Input for this task below:

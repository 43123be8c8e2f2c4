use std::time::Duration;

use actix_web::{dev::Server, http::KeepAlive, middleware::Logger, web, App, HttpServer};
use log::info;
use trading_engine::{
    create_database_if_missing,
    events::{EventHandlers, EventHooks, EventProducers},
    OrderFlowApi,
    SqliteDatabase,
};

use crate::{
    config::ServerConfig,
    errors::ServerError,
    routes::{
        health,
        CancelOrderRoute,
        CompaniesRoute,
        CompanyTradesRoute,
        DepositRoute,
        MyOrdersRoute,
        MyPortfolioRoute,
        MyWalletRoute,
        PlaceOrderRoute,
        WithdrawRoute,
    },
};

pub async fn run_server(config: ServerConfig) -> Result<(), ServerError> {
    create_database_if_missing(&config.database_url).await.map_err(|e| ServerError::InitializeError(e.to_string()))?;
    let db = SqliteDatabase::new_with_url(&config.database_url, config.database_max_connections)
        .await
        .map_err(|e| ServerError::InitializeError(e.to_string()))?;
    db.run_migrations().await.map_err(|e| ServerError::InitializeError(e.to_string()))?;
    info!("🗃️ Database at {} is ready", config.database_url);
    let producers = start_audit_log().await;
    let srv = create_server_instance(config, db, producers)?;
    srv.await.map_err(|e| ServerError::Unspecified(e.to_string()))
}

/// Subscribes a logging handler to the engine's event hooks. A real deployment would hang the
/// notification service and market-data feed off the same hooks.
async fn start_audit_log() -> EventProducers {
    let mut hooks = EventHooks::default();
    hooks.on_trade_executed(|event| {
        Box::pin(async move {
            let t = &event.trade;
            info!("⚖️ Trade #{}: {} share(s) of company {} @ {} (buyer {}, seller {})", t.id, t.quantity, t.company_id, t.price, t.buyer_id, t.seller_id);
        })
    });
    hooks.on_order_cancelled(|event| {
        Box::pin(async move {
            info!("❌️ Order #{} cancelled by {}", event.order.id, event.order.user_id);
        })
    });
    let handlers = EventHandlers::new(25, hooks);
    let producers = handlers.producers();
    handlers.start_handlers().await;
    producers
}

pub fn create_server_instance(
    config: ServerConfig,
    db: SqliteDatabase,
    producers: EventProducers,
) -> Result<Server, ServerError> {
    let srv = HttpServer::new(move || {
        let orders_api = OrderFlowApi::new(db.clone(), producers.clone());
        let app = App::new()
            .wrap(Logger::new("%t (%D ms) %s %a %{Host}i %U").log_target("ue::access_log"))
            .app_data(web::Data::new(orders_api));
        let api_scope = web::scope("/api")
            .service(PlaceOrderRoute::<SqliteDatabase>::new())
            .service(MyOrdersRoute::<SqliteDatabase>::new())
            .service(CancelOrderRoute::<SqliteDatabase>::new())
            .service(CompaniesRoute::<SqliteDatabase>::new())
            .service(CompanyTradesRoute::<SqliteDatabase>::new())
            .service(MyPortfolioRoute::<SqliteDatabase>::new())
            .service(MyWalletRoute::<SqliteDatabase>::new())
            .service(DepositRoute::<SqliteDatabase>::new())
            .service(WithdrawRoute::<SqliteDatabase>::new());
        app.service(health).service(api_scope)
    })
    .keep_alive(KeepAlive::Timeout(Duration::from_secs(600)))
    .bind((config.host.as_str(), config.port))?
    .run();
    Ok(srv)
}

End of Input for this task.
Input for this task below:

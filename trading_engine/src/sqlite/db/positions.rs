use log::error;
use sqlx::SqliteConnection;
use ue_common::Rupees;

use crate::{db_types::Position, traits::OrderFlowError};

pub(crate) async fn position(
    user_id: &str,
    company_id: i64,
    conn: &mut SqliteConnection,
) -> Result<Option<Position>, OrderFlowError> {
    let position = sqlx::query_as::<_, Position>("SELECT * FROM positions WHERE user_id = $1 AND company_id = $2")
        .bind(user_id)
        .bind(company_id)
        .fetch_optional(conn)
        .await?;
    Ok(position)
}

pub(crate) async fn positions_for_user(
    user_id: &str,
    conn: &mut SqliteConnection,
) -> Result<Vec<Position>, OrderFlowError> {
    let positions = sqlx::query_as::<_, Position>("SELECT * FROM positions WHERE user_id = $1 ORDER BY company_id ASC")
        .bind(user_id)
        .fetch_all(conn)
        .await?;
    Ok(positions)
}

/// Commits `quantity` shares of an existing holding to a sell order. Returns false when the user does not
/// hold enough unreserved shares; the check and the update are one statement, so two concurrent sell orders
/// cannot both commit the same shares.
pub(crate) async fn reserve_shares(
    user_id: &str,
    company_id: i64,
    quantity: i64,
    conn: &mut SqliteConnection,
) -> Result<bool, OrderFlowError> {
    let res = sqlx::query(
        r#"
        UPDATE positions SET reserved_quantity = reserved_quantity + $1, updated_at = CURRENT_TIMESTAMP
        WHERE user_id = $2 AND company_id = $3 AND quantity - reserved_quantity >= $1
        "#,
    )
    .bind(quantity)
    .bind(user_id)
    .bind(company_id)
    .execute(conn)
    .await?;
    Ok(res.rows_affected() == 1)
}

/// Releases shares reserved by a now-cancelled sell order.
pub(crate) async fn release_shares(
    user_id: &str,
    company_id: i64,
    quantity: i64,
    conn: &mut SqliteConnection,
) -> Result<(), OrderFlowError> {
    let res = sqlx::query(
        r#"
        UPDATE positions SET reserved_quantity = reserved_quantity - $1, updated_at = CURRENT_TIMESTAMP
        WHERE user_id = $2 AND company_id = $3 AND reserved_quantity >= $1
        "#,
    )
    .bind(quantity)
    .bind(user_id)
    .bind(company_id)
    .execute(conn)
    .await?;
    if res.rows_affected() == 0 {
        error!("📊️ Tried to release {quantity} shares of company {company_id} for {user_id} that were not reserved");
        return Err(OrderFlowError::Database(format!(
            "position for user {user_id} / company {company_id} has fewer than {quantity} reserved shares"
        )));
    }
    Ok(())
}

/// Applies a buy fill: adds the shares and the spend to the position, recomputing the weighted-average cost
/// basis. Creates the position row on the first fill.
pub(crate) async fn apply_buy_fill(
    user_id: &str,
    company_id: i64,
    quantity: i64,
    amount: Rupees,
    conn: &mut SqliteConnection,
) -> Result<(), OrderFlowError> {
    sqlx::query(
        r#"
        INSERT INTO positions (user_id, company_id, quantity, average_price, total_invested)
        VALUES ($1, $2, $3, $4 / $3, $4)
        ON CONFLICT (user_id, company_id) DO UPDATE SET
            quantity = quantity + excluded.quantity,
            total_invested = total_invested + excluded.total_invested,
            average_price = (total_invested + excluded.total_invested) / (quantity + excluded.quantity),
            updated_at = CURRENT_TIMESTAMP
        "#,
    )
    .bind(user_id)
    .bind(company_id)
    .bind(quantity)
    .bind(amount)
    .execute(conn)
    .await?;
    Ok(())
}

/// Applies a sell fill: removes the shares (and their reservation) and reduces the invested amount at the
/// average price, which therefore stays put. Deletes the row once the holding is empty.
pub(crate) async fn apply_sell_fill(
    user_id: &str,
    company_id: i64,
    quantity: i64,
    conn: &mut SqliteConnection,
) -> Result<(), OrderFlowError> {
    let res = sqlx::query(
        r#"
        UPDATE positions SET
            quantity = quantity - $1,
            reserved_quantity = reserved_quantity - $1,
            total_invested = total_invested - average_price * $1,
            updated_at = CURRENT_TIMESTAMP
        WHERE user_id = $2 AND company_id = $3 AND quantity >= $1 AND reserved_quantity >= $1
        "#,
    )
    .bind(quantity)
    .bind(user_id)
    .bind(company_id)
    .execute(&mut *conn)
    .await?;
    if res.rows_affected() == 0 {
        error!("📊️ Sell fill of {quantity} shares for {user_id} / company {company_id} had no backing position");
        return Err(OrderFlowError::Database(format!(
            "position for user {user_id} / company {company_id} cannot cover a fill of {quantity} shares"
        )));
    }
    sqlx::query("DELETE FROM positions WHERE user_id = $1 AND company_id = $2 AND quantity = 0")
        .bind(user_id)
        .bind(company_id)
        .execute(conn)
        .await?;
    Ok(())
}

End of Input for this task.
Input for this task below:

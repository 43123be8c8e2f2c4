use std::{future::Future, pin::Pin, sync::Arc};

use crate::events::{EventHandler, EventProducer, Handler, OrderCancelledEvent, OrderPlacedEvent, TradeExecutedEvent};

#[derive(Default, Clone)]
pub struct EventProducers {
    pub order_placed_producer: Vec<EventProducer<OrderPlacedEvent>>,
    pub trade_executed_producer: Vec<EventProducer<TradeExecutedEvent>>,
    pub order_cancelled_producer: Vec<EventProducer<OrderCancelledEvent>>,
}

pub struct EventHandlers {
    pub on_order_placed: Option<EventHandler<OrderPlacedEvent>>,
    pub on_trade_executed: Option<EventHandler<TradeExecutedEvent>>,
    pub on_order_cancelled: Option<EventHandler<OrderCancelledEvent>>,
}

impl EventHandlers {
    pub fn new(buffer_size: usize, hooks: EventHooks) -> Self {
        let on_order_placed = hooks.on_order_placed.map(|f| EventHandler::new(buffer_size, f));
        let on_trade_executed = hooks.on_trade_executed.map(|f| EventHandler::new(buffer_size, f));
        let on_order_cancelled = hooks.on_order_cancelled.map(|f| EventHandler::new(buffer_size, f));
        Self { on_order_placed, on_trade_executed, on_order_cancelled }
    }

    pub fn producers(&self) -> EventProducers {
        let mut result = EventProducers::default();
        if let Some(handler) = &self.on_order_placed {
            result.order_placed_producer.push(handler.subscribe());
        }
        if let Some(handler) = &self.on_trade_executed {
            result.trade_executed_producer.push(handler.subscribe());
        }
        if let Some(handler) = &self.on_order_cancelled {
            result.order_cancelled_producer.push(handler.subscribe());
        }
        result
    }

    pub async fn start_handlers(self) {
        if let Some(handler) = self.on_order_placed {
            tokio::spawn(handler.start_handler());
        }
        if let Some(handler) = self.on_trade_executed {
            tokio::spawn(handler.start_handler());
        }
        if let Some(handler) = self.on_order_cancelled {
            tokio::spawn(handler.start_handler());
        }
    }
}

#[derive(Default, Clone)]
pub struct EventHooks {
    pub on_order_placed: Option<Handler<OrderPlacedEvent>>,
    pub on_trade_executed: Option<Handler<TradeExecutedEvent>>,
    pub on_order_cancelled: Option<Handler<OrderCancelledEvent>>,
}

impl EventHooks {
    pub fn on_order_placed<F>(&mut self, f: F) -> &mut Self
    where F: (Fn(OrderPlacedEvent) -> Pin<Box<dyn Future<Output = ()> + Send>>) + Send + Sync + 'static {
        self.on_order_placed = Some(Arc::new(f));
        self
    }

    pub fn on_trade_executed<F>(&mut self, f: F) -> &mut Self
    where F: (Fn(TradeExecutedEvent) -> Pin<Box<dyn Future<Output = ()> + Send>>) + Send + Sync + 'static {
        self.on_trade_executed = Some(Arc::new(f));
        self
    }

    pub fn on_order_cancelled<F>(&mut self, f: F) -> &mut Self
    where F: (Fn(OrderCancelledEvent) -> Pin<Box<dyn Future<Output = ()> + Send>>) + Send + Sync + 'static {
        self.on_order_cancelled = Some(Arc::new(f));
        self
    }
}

End of Input for this task.

* Your instructions *
Reproduce each line from the data that has "Applies" in it.

* Answer box *
/// Applies a buy fill: adds the shares and the spend to the position, recomputing the weighted-average cost
/// Applies a sell fill: removes the shares (and their reservation) and reduces the invested amount at the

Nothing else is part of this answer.